Required inpatient rotations
There are 20 months of required inpatient rotations distributed over the three-year fellowship. The program aims for flexibility in scheduling, but typically tries to front-load clinical work. Typically, fellows have 10 months, 6 months, and 4 months of inpatient rotations in their first, second, and third years, respectively. See a typical training schedule.
There are three major inpatient rotations associated with the fellowship. Fellows spend 9 months in the various critical care units, including the MICU, SICU, and neuro-critical care units; 4 months on the Mary Hitchcock Memorial Hospital (MHMH) pulmonary consultation service; and 5 months at the White River Junction Veterans Administration Hospital (VAMC), where fellows participate in both intensive care and the inpatient pulmonary consultation service. There are also short rotations in airway management and cystic fibrosis (CF), and fellows spend 2 weeks in a ventilator-weaning facility.
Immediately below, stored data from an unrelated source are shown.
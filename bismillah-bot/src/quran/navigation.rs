//! Verse coordinates and navigation over the fixed chapter-length table

use rand::Rng;
use std::fmt;

/// Number of surahs
pub const SURAH_COUNT: u16 = 114;

/// Total number of ayahs across all surahs
pub const TOTAL_AYAHS: usize = 6236;

/// Ayah count of each surah, index 0 is surah 1
pub const SURAH_LENGTHS: [u16; SURAH_COUNT as usize] = [
    7, 286, 200, 176, 120, 165, 206, 75, 129, 109, 123, 111, 43, 52, 99, 128, 111, 110, 98, 135,
    112, 78, 118, 64, 77, 227, 93, 88, 69, 60, 34, 30, 73, 54, 45, 83, 182, 88, 75, 85, 54, 53,
    89, 59, 37, 35, 38, 29, 18, 45, 60, 49, 62, 55, 78, 96, 29, 22, 24, 13, 14, 11, 11, 18, 12,
    12, 30, 52, 52, 44, 28, 28, 20, 56, 40, 31, 50, 40, 46, 42, 29, 19, 36, 25, 22, 17, 19, 26,
    30, 20, 15, 21, 11, 8, 8, 19, 5, 8, 8, 11, 11, 8, 3, 9, 5, 4, 7, 3, 6, 3, 5, 4, 5, 6,
];

/// Length of a surah, `None` outside 1..=114
pub fn surah_length(surah: u16) -> Option<u16> {
    if surah == 0 {
        return None;
    }
    SURAH_LENGTHS.get(usize::from(surah) - 1).copied()
}

/// True iff `surah:ayah` addresses an ayah of the Qur'an
pub fn exists(surah: u32, ayah: u32) -> bool {
    u16::try_from(surah)
        .ok()
        .and_then(surah_length)
        .is_some_and(|len| ayah >= 1 && ayah <= u32::from(len))
}

/// A valid (surah, ayah) coordinate
#[derive(Debug, Clone, Copy, PartialEq, Eq, Hash)]
pub struct VerseRef {
    pub surah: u16,
    pub ayah: u16,
}

impl VerseRef {
    /// The first ayah of the Qur'an
    pub const FIRST: VerseRef = VerseRef { surah: 1, ayah: 1 };

    /// Build a coordinate, `None` if it does not exist
    pub fn new(surah: u32, ayah: u32) -> Option<Self> {
        if exists(surah, ayah) {
            Some(Self {
                surah: surah as u16,
                ayah: ayah as u16,
            })
        } else {
            None
        }
    }

    /// Next ayah, continuing into the next surah and wrapping 114 → 1
    pub fn next(self) -> Self {
        let length = surah_length(self.surah).unwrap_or(1);
        if self.ayah >= length {
            let surah = if self.surah < SURAH_COUNT { self.surah + 1 } else { 1 };
            Self { surah, ayah: 1 }
        } else {
            Self {
                surah: self.surah,
                ayah: self.ayah + 1,
            }
        }
    }

    /// Previous ayah, continuing into the last ayah of the previous surah
    /// and wrapping 1 → 114
    pub fn previous(self) -> Self {
        if self.ayah <= 1 {
            let surah = if self.surah > 1 { self.surah - 1 } else { SURAH_COUNT };
            Self {
                surah,
                ayah: surah_length(surah).unwrap_or(1),
            }
        } else {
            Self {
                surah: self.surah,
                ayah: self.ayah - 1,
            }
        }
    }

    /// Random ayah: surah uniform over 1..=114, then ayah uniform within it.
    ///
    /// Ayahs of short surahs are therefore more likely than ayahs of long
    /// ones; the distribution is not uniform over all 6236 ayahs.
    pub fn random<R: Rng + ?Sized>(rng: &mut R) -> Self {
        let surah = rng.gen_range(1..=SURAH_COUNT);
        let length = surah_length(surah).unwrap_or(1);
        let ayah = rng.gen_range(1..=length);
        Self { surah, ayah }
    }
}

impl Default for VerseRef {
    fn default() -> Self {
        Self::FIRST
    }
}

impl fmt::Display for VerseRef {
    fn fmt(&self, f: &mut fmt::Formatter<'_>) -> fmt::Result {
        write!(f, "{}:{}", self.surah, self.ayah)
    }
}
- Critical Care Medicine at MHMH: Nine months of critical care medicine are scheduled as one month blocks in the MHMH intensive care unit, spread over the three years of fellowship training. These rotations provide fellows with experience in managing a broad range of critically ill patients along with abundant opportunities to perform a variety of invasive procedures. The fellows’ responsibilities include supervision of house staff in the assessment and management of critically ill patients; provision of immediate consultative services to seriously ill inpatients on medical and surgical services and in the emergency ward; and serving as the initial gatekeeper for intensive care services, including handling telephone requests from outside physicians regarding transfer into the ICU. All ICU coverage is in-house. We have eliminated all 24 hours shifts with a night coverage system.
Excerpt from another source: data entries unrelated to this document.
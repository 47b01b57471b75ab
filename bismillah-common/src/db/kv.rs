//! Key/value storage with per-entry expiry
//!
//! Values are opaque strings. An entry past its `expires_at` is invisible to
//! `get` and is physically removed by `purge_expired`.

use crate::time::{expiry_from_now, now};
use crate::Result;
use sqlx::SqlitePool;
use std::time::Duration;

/// Namespaced key/value store over the `kv_store` table
#[derive(Clone)]
pub struct KvStore {
    pool: SqlitePool,
    namespace: String,
}

impl KvStore {
    pub fn new(pool: SqlitePool, namespace: impl Into<String>) -> Self {
        Self {
            pool,
            namespace: namespace.into(),
        }
    }

    fn full_key(&self, key: &str) -> String {
        format!("{}{}", self.namespace, key)
    }

    /// Fetch a live value
    pub async fn get(&self, key: &str) -> Result<Option<String>> {
        let value: Option<String> = sqlx::query_scalar(
            "SELECT value FROM kv_store WHERE key = ? AND expires_at > ?",
        )
        .bind(self.full_key(key))
        .bind(now().timestamp())
        .fetch_optional(&self.pool)
        .await?;

        Ok(value)
    }

    /// Store a value, replacing any previous one, expiring after `ttl`
    pub async fn set_ex(&self, key: &str, value: &str, ttl: Duration) -> Result<()> {
        sqlx::query(
            r#"
            INSERT INTO kv_store (key, value, expires_at) VALUES (?, ?, ?)
            ON CONFLICT(key) DO UPDATE SET
                value = excluded.value,
                expires_at = excluded.expires_at
            "#,
        )
        .bind(self.full_key(key))
        .bind(value)
        .bind(expiry_from_now(ttl))
        .execute(&self.pool)
        .await?;

        Ok(())
    }

    pub async fn delete(&self, key: &str) -> Result<()> {
        sqlx::query("DELETE FROM kv_store WHERE key = ?")
            .bind(self.full_key(key))
            .execute(&self.pool)
            .await?;

        Ok(())
    }

    /// Remove every expired entry (all namespaces), returning the count
    pub async fn purge_expired(&self) -> Result<u64> {
        let result = sqlx::query("DELETE FROM kv_store WHERE expires_at <= ?")
            .bind(now().timestamp())
            .execute(&self.pool)
            .await?;

        let removed = result.rows_affected();
        if removed > 0 {
            tracing::info!(removed, "Purged expired key/value entries");
        }
        Ok(removed)
    }
}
- Inpatient Pulmonary Consultation Service at MHMH: Pulmonary training includes 4 months on the inpatient consultation service at MHMH. The primary goal of the inpatient pulmonary rotation is to develop the skills necessary for the diagnostic assessment and medical management of complex pulmonary disorders in hospitalized patients. On this service, the fellow is responsible for performing all new inpatient and emergency department consultations at MHMH, along with interpretation of PFTs and any necessary inpatient procedures. The fellow also receives urgent outpatient and outside provider calls and gives advice appropriately. Additionally, urgent outpatient evaluations and procedures are performed by the fellow with attending supervision.
- Inpatient Pulmonary Consultation Service / Critical Care Medicine at VAMC: Five months of training occurs at the Veterans Administration Medical Center in White River Junction, VT. The VAMC also affords fellows the opportunity to supervise house staff in a 7-bed combined medical-surgical intensive care unit, while simultaneously affording opportunities for both inpatient and outpatient consultations and procedures.
- Cystic fibrosis: DHMC is the designated CF center for the state of New Hampshire. During the CF rotation, fellows will care for hospitalized CF patients and participate in the multi-disciplinary CF clinic.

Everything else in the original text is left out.